■ **EXCERPTED DATA**:
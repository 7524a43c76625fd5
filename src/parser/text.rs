use std::sync::LazyLock;

use regex::Regex;

static HYPHEN_BREAK_RE: LazyLock<Regex> = LazyLock::new(|| Regex::new(r"-\n").unwrap());
static DASH_RE: LazyLock<Regex> = LazyLock::new(|| Regex::new(r"[\u{2013}\u{2014}\u{2212}]").unwrap());
static TRAILING_WS_RE: LazyLock<Regex> = LazyLock::new(|| Regex::new(r"[ \t]+\n").unwrap());
static BLANK_RUN_RE: LazyLock<Regex> = LazyLock::new(|| Regex::new(r"\n{3,}").unwrap());

/// Clean raw PDF text: unify line breaks, repair hyphenated wraps,
/// unify dashes, strip trailing blanks and collapse empty-line runs.
pub fn normalize_text(raw: &str) -> String {
    if raw.is_empty() {
        return String::new();
    }
    let t = raw.replace('\r', "\n");
    let t = HYPHEN_BREAK_RE.replace_all(&t, "");
    let t = DASH_RE.replace_all(&t, "-");
    let t = TRAILING_WS_RE.replace_all(&t, "\n");
    BLANK_RUN_RE.replace_all(&t, "\n\n").into_owned()
}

■ **REQUIRED WORK**:
Gather every line from the listing above in which "unify" appears, and copy those lines.

■ **RESULT BELOW**:
/// Clean raw PDF text: unify line breaks, repair hyphenated wraps,
/// unify dashes, strip trailing blanks and collapse empty-line runs.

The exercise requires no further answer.